(MATERIAL FOR THIS TASK)
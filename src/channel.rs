/*!
 * Host transport adapter: a named method channel with one handler slot
 */

use elevate_core_interface::{MethodCall, MethodCallHandler, MethodError, MethodResult};
use parking_lot::RwLock;
use std::sync::Arc;
use tracing::debug;

/// Channel name the UI layer talks to
pub const DEFAULT_CHANNEL_NAME: &str = "com.example.dronestuff/shizuku";

/// Named request/response channel between the UI layer and the bridge
///
/// Holds at most one handler. Calls arriving while no handler is set
/// resolve to `NotImplemented`.
pub struct MethodChannel {
    name: String,
    handler: RwLock<Option<Arc<dyn MethodCallHandler>>>,
}

impl MethodChannel {
    pub fn new(name: impl Into<String>) -> Self {
        Self {
            name: name.into(),
            handler: RwLock::new(None),
        }
    }

    pub fn name(&self) -> &str {
        &self.name
    }

    /// Install or clear the handler; replaces any previous one
    pub fn set_method_call_handler(&self, handler: Option<Arc<dyn MethodCallHandler>>) {
        *self.handler.write() = handler;
    }

    pub fn has_handler(&self) -> bool {
        self.handler.read().is_some()
    }

    pub async fn invoke(&self, call: MethodCall) -> MethodResult {
        let handler = self.handler.read().clone();
        match handler {
            Some(handler) => handler.on_method_call(call).await,
            None => {
                debug!(channel = %self.name, method = %call.method, "No handler on channel");
                Err(MethodError::NotImplemented(call.method))
            }
        }
    }
}

impl Default for MethodChannel {
    fn default() -> Self {
        Self::new(DEFAULT_CHANNEL_NAME)
    }
}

(TASK TO CARRY OUT)
If a line in the records above includes the string "MethodCallHandler", copy it.

(WRITTEN SOLUTION)
use elevate_core_interface::{MethodCall, MethodCallHandler, MethodError, MethodResult};
    handler: RwLock<Option<Arc<dyn MethodCallHandler>>>,
    pub fn set_method_call_handler(&self, handler: Option<Arc<dyn MethodCallHandler>>) {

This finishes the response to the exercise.